ASSIGNED TASK -> Only one stretch of the data below is needed. Output the lines from the one with "assert_eq!(identity::<Mat4>(), Mat4::IDENTITY);" up to and including the one with "let (pos, target)", exactly as they stand.

SUPPLIED ENTRIES ->
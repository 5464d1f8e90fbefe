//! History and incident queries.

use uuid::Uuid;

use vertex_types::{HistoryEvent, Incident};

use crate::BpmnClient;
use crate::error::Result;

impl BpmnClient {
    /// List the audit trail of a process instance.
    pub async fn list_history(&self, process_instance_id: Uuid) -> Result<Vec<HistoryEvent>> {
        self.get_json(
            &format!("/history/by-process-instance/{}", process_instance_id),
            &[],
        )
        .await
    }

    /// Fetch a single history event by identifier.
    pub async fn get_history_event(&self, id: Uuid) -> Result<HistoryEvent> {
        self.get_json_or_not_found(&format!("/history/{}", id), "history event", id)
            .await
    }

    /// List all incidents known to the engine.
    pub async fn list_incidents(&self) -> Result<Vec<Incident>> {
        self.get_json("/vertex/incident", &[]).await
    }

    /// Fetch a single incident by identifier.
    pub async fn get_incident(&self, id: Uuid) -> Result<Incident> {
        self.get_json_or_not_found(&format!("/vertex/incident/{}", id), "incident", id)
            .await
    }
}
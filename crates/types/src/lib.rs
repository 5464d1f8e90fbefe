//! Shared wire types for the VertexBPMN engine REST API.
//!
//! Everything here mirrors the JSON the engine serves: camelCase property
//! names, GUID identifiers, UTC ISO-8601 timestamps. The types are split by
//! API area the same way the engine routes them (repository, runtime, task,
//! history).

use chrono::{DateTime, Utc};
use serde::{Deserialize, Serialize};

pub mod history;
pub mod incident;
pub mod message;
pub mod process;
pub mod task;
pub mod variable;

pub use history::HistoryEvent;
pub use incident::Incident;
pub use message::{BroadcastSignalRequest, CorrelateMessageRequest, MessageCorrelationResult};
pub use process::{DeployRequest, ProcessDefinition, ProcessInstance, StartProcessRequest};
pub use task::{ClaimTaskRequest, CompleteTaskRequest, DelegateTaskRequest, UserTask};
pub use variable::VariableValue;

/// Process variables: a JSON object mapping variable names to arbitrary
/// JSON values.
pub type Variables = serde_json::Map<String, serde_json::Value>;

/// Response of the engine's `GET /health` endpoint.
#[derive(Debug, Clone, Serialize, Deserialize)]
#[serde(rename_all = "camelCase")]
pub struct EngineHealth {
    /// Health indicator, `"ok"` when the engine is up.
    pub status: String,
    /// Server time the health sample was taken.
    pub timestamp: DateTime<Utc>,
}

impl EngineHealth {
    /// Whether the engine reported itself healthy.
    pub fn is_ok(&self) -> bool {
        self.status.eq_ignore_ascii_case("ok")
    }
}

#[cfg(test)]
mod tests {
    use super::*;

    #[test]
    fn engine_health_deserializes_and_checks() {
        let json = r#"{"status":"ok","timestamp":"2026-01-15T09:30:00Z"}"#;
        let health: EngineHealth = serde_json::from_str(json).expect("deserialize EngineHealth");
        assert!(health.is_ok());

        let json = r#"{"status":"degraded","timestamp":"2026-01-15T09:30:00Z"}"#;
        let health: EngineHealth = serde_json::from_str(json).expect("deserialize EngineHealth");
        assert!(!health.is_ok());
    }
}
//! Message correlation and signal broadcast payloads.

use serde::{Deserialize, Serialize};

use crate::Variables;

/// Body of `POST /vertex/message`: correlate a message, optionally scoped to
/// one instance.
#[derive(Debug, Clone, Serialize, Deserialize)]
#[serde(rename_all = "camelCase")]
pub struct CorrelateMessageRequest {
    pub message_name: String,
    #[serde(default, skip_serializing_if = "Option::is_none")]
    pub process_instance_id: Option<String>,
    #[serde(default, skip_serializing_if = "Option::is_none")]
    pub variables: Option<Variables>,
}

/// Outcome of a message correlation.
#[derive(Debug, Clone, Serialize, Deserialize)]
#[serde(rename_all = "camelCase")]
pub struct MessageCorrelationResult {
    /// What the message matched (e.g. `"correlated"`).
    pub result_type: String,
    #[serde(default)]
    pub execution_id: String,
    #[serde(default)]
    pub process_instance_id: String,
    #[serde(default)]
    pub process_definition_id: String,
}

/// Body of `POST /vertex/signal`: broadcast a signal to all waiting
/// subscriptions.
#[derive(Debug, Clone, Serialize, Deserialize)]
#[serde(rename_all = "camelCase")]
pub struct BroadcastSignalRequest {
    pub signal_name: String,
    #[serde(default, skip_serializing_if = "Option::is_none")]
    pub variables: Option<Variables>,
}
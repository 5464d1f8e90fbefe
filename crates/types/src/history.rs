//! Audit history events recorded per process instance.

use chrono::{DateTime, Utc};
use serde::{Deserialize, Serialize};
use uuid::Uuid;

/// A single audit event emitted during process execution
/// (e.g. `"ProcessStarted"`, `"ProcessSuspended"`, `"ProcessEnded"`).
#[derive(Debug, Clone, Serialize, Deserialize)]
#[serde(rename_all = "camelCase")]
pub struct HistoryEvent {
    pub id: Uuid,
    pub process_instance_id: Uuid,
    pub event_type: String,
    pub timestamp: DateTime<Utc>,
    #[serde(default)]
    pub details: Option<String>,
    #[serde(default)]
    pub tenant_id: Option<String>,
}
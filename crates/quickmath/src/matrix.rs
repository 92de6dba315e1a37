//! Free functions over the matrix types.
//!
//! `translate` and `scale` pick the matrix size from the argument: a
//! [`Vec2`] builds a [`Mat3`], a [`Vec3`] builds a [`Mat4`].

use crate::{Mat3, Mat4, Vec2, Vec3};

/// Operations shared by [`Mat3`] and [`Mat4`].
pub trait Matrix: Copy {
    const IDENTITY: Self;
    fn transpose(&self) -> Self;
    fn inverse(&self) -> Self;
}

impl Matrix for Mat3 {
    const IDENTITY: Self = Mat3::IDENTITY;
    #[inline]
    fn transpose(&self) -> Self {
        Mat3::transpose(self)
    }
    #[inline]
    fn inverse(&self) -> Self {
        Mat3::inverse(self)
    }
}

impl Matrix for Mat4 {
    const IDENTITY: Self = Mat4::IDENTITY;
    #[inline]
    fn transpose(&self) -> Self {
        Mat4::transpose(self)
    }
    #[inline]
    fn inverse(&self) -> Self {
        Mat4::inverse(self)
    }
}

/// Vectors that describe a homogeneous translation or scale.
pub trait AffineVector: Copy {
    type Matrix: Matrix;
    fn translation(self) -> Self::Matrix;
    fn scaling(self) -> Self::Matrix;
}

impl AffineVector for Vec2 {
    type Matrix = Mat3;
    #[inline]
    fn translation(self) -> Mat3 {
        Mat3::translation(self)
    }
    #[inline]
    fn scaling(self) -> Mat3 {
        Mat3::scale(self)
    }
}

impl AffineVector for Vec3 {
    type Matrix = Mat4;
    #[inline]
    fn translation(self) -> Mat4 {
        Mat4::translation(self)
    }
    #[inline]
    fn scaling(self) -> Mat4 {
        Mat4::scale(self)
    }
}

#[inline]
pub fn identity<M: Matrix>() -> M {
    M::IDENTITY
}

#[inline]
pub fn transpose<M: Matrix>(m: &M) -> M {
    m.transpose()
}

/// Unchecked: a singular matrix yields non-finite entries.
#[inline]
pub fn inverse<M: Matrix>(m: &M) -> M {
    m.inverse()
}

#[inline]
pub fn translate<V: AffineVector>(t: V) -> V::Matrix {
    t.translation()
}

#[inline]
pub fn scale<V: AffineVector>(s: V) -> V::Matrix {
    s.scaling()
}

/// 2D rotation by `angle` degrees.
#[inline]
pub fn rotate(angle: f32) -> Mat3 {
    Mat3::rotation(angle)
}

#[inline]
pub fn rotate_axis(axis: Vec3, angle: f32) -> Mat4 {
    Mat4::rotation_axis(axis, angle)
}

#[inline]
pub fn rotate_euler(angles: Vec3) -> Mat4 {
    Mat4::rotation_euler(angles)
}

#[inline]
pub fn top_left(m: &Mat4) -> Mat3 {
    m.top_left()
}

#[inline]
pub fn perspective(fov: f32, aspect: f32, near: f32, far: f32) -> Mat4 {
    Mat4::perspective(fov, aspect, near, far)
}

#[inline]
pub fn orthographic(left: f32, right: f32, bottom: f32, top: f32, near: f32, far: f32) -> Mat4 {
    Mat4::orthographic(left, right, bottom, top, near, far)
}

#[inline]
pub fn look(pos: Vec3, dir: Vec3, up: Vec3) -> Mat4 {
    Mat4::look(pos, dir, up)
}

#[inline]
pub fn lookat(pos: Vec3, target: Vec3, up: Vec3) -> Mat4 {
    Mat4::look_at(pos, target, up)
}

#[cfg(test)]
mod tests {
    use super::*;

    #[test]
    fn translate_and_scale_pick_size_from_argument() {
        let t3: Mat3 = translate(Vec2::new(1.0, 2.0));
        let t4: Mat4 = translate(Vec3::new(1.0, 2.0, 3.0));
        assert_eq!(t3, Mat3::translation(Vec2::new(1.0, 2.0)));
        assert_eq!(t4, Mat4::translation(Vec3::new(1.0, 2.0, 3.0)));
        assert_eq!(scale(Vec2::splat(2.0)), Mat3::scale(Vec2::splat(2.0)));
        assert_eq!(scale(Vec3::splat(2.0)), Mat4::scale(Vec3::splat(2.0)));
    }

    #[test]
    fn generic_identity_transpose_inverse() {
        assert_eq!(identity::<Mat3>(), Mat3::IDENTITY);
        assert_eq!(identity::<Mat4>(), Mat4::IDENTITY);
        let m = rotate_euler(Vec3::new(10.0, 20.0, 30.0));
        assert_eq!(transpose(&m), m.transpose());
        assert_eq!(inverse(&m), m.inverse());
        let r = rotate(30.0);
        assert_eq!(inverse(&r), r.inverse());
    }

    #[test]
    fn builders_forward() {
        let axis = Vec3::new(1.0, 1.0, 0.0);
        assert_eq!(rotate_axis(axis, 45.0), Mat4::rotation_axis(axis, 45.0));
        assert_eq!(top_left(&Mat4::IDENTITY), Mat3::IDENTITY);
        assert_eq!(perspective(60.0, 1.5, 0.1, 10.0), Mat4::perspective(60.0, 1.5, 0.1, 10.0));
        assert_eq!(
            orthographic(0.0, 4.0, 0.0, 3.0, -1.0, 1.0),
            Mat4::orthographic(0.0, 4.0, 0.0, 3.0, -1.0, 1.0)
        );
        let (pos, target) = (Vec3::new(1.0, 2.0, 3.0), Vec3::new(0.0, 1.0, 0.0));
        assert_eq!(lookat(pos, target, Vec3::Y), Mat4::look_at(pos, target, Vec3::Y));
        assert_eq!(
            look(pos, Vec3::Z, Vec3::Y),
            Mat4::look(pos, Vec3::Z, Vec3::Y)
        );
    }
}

YOUR SOLUTION ->
        assert_eq!(identity::<Mat4>(), Mat4::IDENTITY);
        let m = rotate_euler(Vec3::new(10.0, 20.0, 30.0));
        assert_eq!(transpose(&m), m.transpose());
        assert_eq!(inverse(&m), m.inverse());
        let r = rotate(30.0);
        assert_eq!(inverse(&r), r.inverse());
    }

    #[test]
    fn builders_forward() {
        let axis = Vec3::new(1.0, 1.0, 0.0);
        assert_eq!(rotate_axis(axis, 45.0), Mat4::rotation_axis(axis, 45.0));
        assert_eq!(top_left(&Mat4::IDENTITY), Mat3::IDENTITY);
        assert_eq!(perspective(60.0, 1.5, 0.1, 10.0), Mat4::perspective(60.0, 1.5, 0.1, 10.0));
        assert_eq!(
            orthographic(0.0, 4.0, 0.0, 3.0, -1.0, 1.0),
            Mat4::orthographic(0.0, 4.0, 0.0, 3.0, -1.0, 1.0)
        );
        let (pos, target) = (Vec3::new(1.0, 2.0, 3.0), Vec3::new(0.0, 1.0, 0.0));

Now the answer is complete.